Even though they are amply paid, you have to feel a little empathy for the CEOs and CFOs of big hospital corporations. They are caught in a Medicaid pressure cooker, and it is going to get worse.
It is a consensus among hospital executives that they make no money on Medicaid reimbursements, a couple points of profit at best. And, come Jan. 1, they are facing a huge expansion of Medicaid patients as Obamacare kicks in for individuals. Some 17 million new people are projected to go onto Medicaid in the country.
That enlargement of the federal-state program may solve about one-third of the nation’s access issue, but not without a lot of financial pain.
Here’s the crunch: while hospital corporations make no money on that sector (a good number of doctors and dentists will not take any more unprofitable Medicaid patients), government payers are also financially stressed.
Take Wisconsin. The Medicaid bill is an astronomical $8 billion a year, with $2.2 billion coming from state taxpayers and the rest from the federal taxpayers. That total is s almost one-quarter of the state’s overall budget. The state’ share is about $1 of every $7 collected from Wisconsin sales and incomes taxes. Medicaid will chew up half of the new revenues coming into state coffers over the next two years. One in every five residents is on the program – 1.1 million people.
In short, the taxpayer well is running dry at the state level. State Medicaid spending is crowding out investments in education from K-12 to the university, environmental improvements, infrastructure, economic development and even public safety. At the federal level, the deficit is still huge. So, long and short, reimbursements to hospitals and doctors will not go up any time soon; they may even get cut, much like Obamacare is slated to do to Medicare.
But here’s the real crunch for our stressed CEOS and CFOs: they used to have a relief valve from the price controls set by the federal government. Their relief from the heavy federal hand was to raise fees to private sector payers, who pay roughly half of the nation’s bill for health care. If the hospital CFO needed a five percent overall price increase to cover rising expenses in a given year, she simply raised the bill 10% to the private payers. That worked well for a couple of decades. And it explains the double-digit inflation in premiums to many businesses.
But no more. As of late, private companies are saying “time out” to that cost shift, to that hidden tax. They are doing so in a grassroots revolt that rejects bloated prices.
The insistence on pricing tied to value is coming from corporate payers and from their employees, who have been turned into consumers under high deductible plans. There are now an estimated 70 million Americans in high deductible plans, meaning they are paying for a lot of care out of their own pockets. And the number of Americans with Health Savings Accounts — their own money – is growing at more than 20% a year. They have become acutely cost conscious.
The relief valve is being turned off. The marketplace train is coming down the tracks. The revenue fairy is dead. Use whatever metaphor you want, but it’s clear that hospital corporations need to meet the merging marketplace with better value propositions. That means better quality and lower prices. Lower prices can only come from lower costs.

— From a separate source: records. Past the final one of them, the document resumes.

//! Structured logging setup.
//!
//! Level comes from the argument, then `DBV_LOG_LEVEL`, then `RUST_LOG`,
//! defaulting to `warn`. Format comes from the argument, then
//! `DBV_LOG_FORMAT`, defaulting to `compact`. Output goes to stderr so a
//! diagram written to stdout stays clean.
//!
//! ```bash
//! DBV_LOG_LEVEL=debug dbv -d sqlite://./app.db -o -
//! RUST_LOG="warn,dbv::extract=trace" dbv -d postgres://localhost/app
//! ```

use std::str::FromStr;
use tracing_subscriber::{
    EnvFilter, Registry,
    fmt::{self, format::FmtSpan},
    layer::SubscriberExt,
    util::SubscriberInitExt,
};

#[derive(Debug, Clone, Copy, PartialEq, Eq)]
pub enum LogFormat {
    Compact,
    Pretty,
    Json,
}

impl FromStr for LogFormat {
    type Err = String;

    fn from_str(s: &str) -> Result<Self, Self::Err> {
        match s.to_lowercase().as_str() {
            "compact" => Ok(LogFormat::Compact),
            "pretty" => Ok(LogFormat::Pretty),
            "json" => Ok(LogFormat::Json),
            _ => Err(format!("Unknown log format: {}", s)),
        }
    }
}

impl LogFormat {
    pub fn variants() -> &'static [&'static str] {
        &["compact", "pretty", "json"]
    }
}

/// Install the global tracing subscriber.
///
/// Fails on an unknown format or if a subscriber is already installed.
pub fn init_logging(
    level: Option<&str>,
    format: Option<&str>,
) -> Result<(), Box<dyn std::error::Error + Send + Sync>> {
    let log_level = level
        .map(|s| s.to_string())
        .or_else(|| std::env::var("DBV_LOG_LEVEL").ok())
        .or_else(|| std::env::var("RUST_LOG").ok())
        .unwrap_or_else(|| "warn".to_string());

    let log_format = format
        .map(|s| s.to_string())
        .or_else(|| std::env::var("DBV_LOG_FORMAT").ok())
        .unwrap_or_else(|| "compact".to_string());

    let filter = EnvFilter::try_new(&log_level).unwrap_or_else(|_| EnvFilter::new("warn"));
    let format = LogFormat::from_str(&log_format)?;

    match format {
        LogFormat::Compact => {
            Registry::default()
                .with(filter)
                .with(
                    fmt::Layer::default()
                        .with_writer(std::io::stderr)
                        .with_target(false)
                        .with_span_events(FmtSpan::NONE)
                        .compact(),
                )
                .try_init()?;
        }
        LogFormat::Pretty => {
            Registry::default()
                .with(filter)
                .with(
                    fmt::Layer::default()
                        .with_writer(std::io::stderr)
                        .with_target(true)
                        .with_file(true)
                        .with_line_number(true)
                        .with_span_events(FmtSpan::ACTIVE)
                        .pretty(),
                )
                .try_init()?;
        }
        LogFormat::Json => {
            Registry::default()
                .with(filter)
                .with(
                    fmt::Layer::default()
                        .with_writer(std::io::stderr)
                        .with_target(true)
                        .with_span_events(FmtSpan::CLOSE)
                        .json(),
                )
                .try_init()?;
        }
    }

    Ok(())
}

#[cfg(test)]
mod tests {
    use super::*;

    #[test]
    fn test_log_format_parsing() {
        assert_eq!(LogFormat::from_str("compact").unwrap(), LogFormat::Compact);
        assert_eq!(LogFormat::from_str("PRETTY").unwrap(), LogFormat::Pretty);
        assert_eq!(LogFormat::from_str("json").unwrap(), LogFormat::Json);
        assert!(LogFormat::from_str("xml").is_err());
    }

    #[test]
    fn test_invalid_format_is_rejected() {
        assert!(init_logging(Some("info"), Some("xml")).is_err());
    }
}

The screaming reality is that the financial disaster on the economic side of medicine in this country isn’t incurable. Here are a couple of examples of the cures that have been proven at the grassroots level, where the real revolution in health care economics is taking place:
- Medicaid could graft incentives and disincentives grafted onto what is essentially a free and therefore out-of-control program.

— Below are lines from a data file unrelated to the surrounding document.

//! Schema extraction.
//!
//! One extractor per backend family, selected by a single match in
//! [`extract_schema`]. Both apply the same [`FilterPolicy`].

mod catalog;
mod executor;
#[cfg(test)]
mod mock;
mod pragma;

pub use executor::{Connection, QueryError, QueryExecutor, Row, Value};

use crate::config::SchemaConfig;
use crate::driver::Backend;
use crate::error::{Error, Result};
use crate::filter::FilterPolicy;
use crate::schema::{Schema, Table};
use std::fmt;
use tracing::{Level, info, span};

/// Extraction stage, reported when a query fails.
#[derive(Debug, Clone, Copy, PartialEq, Eq)]
pub enum ExtractStep {
    Tables,
    Columns,
    PrimaryKeys,
    Views,
    ViewColumns,
    ForeignKeys,
}

impl fmt::Display for ExtractStep {
    fn fmt(&self, f: &mut fmt::Formatter<'_>) -> fmt::Result {
        let name = match self {
            Self::Tables => "tables",
            Self::Columns => "columns",
            Self::PrimaryKeys => "primary keys",
            Self::Views => "views",
            Self::ViewColumns => "view columns",
            Self::ForeignKeys => "foreign keys",
        };
        f.write_str(name)
    }
}

/// Extract a complete schema snapshot from `executor`.
pub fn extract_schema(
    backend: Backend,
    executor: &mut dyn QueryExecutor,
    config: &SchemaConfig,
) -> Result<Schema> {
    let span = span!(Level::INFO, "extract_schema", backend = %backend);
    let _enter = span.enter();

    let filter = FilterPolicy::new(&config.include_tables, &config.exclude_tables);

    let schema = match backend {
        Backend::Postgres => {
            let namespace = config
                .namespace
                .as_deref()
                .unwrap_or(backend.default_namespace());
            catalog::extract(executor, namespace, config.include_views, &filter)?
        }
        Backend::Sqlite => pragma::extract(executor, config.include_views, &filter)?,
    };

    info!(
        tables = schema.tables.len(),
        views = schema.views.len(),
        foreign_keys = schema.foreign_keys.len(),
        "Schema extracted"
    );
    Ok(schema)
}

/// Flag key columns, failing if a key names a column the table lacks.
fn apply_primary_keys(table: &mut Table) -> Result<()> {
    let dangling = table.dangling_primary_keys();
    if !dangling.is_empty() {
        let message = format!("primary key references unknown column(s): {}", dangling.join(", "));
        return Err(Error::extraction(
            ExtractStep::PrimaryKeys,
            Some(&table.name),
            QueryError::Invariant(message),
        ));
    }

    for column in &mut table.columns {
        if table.primary_keys.contains(&column.name) {
            column.is_primary_key = true;
        }
    }
    Ok(())
}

- Medicaid executives could put caps on prices of procedures, like CalPERS has done. The California pension fund that buys health care for 1.3 million people, pays no more than $30,000 for a joint replacement, and there are plenty of providers who are meeting or bettering that price point. Safeway puts a cap on colonoscopies at $1500; ditto on shops that can make money at that level. Average prices are much higher.

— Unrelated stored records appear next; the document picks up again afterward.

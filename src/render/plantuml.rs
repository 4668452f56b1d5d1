//! PlantUML entity diagram output.

use super::types::{DisplayType, clean_identifier, sized};
use crate::schema::{Column, Schema};

pub fn render(schema: &Schema) -> String {
    let mut output = String::new();

    output.push_str("@startuml\n");
    output.push_str("!theme plain\n");
    output.push_str("skinparam linetype ortho\n\n");

    for table in &schema.tables {
        output.push_str(&format!(
            "entity \"{}\" as {} {{\n",
            table.name.replace('"', "'"),
            clean_identifier(&table.name)
        ));

        // Key columns sit above the separator, in ordinal order.
        for column in table.columns.iter().filter(|c| c.is_primary_key) {
            output.push_str(&format!(
                "  * {} : {} <<PK>>\n",
                clean_identifier(&column.name),
                display_type(column)
            ));
        }

        output.push_str("  --\n");

        for column in table.columns.iter().filter(|c| !c.is_primary_key) {
            let marker = if column.is_nullable { "" } else { " <<NOT NULL>>" };
            output.push_str(&format!(
                "  {} : {}{}\n",
                clean_identifier(&column.name),
                display_type(column),
                marker
            ));
        }

        output.push_str("}\n\n");
    }

    for view in &schema.views {
        output.push_str(&format!(
            "entity \"{}\" as {} <<view>> {{\n",
            view.name.replace('"', "'"),
            clean_identifier(&view.name)
        ));
        for column in &view.columns {
            output.push_str(&format!(
                "  {} : {}\n",
                clean_identifier(&column.name),
                display_type(column)
            ));
        }
        output.push_str("}\n\n");
    }

    for fk in &schema.foreign_keys {
        output.push_str(&format!(
            "{} ||--o{{ {} : {}\n",
            clean_identifier(&fk.referenced_table),
            clean_identifier(&fk.table),
            clean_identifier(&fk.column)
        ));
    }

    output.push_str("\n@enduml\n");

    output
}

fn display_type(column: &Column) -> String {
    let display = DisplayType::of(column);
    match &display {
        DisplayType::VarChar(_) => sized("VARCHAR", &display).unwrap_or_else(|| "VARCHAR".into()),
        DisplayType::Decimal(_) => sized("DECIMAL", &display).unwrap_or_else(|| "DECIMAL".into()),
        DisplayType::Int => "INTEGER".into(),
        DisplayType::BigInt => "BIGINT".into(),
        DisplayType::Bool => "BOOLEAN".into(),
        DisplayType::Date => "DATE".into(),
        DisplayType::Timestamp => "TIMESTAMP".into(),
        DisplayType::Other(raw) => raw.to_uppercase(),
    }
}

#[cfg(test)]
mod tests {
    use super::*;
    use crate::driver::Backend;
    use crate::schema::{ForeignKey, Table, View};

    fn orders() -> Table {
        Table {
            name: "order-items".to_string(),
            columns: vec![
                Column::new("quantity", "integer").not_null(),
                Column::new("id", "bigint").primary_key(),
                Column::new("price", "numeric").with_precision(10, 2),
                Column::new("meta", "jsonb"),
            ],
            primary_keys: vec!["id".to_string()],
            ..Table::default()
        }
    }

    #[test]
    fn test_empty_schema_is_valid_document() {
        let out = render(&Schema::new(Backend::Sqlite));
        assert!(out.starts_with("@startuml\n"));
        assert!(out.ends_with("@enduml\n"));
        assert!(!out.contains("entity"));
    }

    #[test]
    fn test_keys_above_separator() {
        let mut schema = Schema::new(Backend::Postgres);
        schema.tables.push(orders());
        let out = render(&schema);

        let expected = "entity \"order-items\" as order_items {\n\
                        \x20 * id : BIGINT <<PK>>\n\
                        \x20 --\n\
                        \x20 quantity : INTEGER <<NOT NULL>>\n\
                        \x20 price : DECIMAL(10,2)\n\
                        \x20 meta : JSONB\n\
                        }\n";
        assert!(out.contains(expected), "{}", out);
    }

    #[test]
    fn test_view_and_relationship() {
        let mut schema = Schema::new(Backend::Postgres);
        schema.views.push(View {
            name: "recent_orders".to_string(),
            columns: vec![Column::new("label", "varchar").with_length(40).not_null()],
            ..View::default()
        });
        schema.foreign_keys.push(ForeignKey {
            table: "order-items".to_string(),
            column: "order_id".to_string(),
            referenced_table: "orders".to_string(),
            referenced_column: "id".to_string(),
            ..ForeignKey::default()
        });
        let out = render(&schema);

        assert!(out.contains("entity \"recent_orders\" as recent_orders <<view>> {\n  label : VARCHAR(40)\n}"));
        assert!(out.contains("orders ||--o{ order_items : order_id\n"));
    }

    #[test]
    fn test_untyped_and_awkward_columns() {
        let mut schema = Schema::new(Backend::Sqlite);
        schema.tables.push(Table {
            name: "say \"hi\"".to_string(),
            columns: vec![Column::new("first name", ""), Column::new("{raw}", "text")],
            ..Table::default()
        });
        let out = render(&schema);

        assert!(out.contains("entity \"say 'hi'\" as say__hi_ {\n"), "{}", out);
        assert!(out.contains("  first_name : ANY\n"));
        assert!(out.contains("  _raw_ : VARCHAR\n"));
    }
}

- Hospitals can follow the lead of 60 peer hospitals that have followed manufacturing into lean disciplines that slash waste and drive out defects like infections.
- Public payers and hospitals could reorganize their models to lead with proactive primary care, instead of leading with care by specialists. Medical homes keep people out of costly hospitals.
Innovations and reforms are racing ahead in the private sector, and the cost curve is bending downwards. Government payers and hospital corporations really have no choice but to get aboard. We need our hospitals, doctors and clinics, but unbearable financial pressures mean they have to operate with a completely reengineered business model.
John Torinus is chairman of Serigraph Inc. in West Bend. He is involved with several business and civic organizations and is the author of “The Company That Solved Health Care.” His blog appears regularly at www.johntorinus.com and is republished with his permission by BizTimes.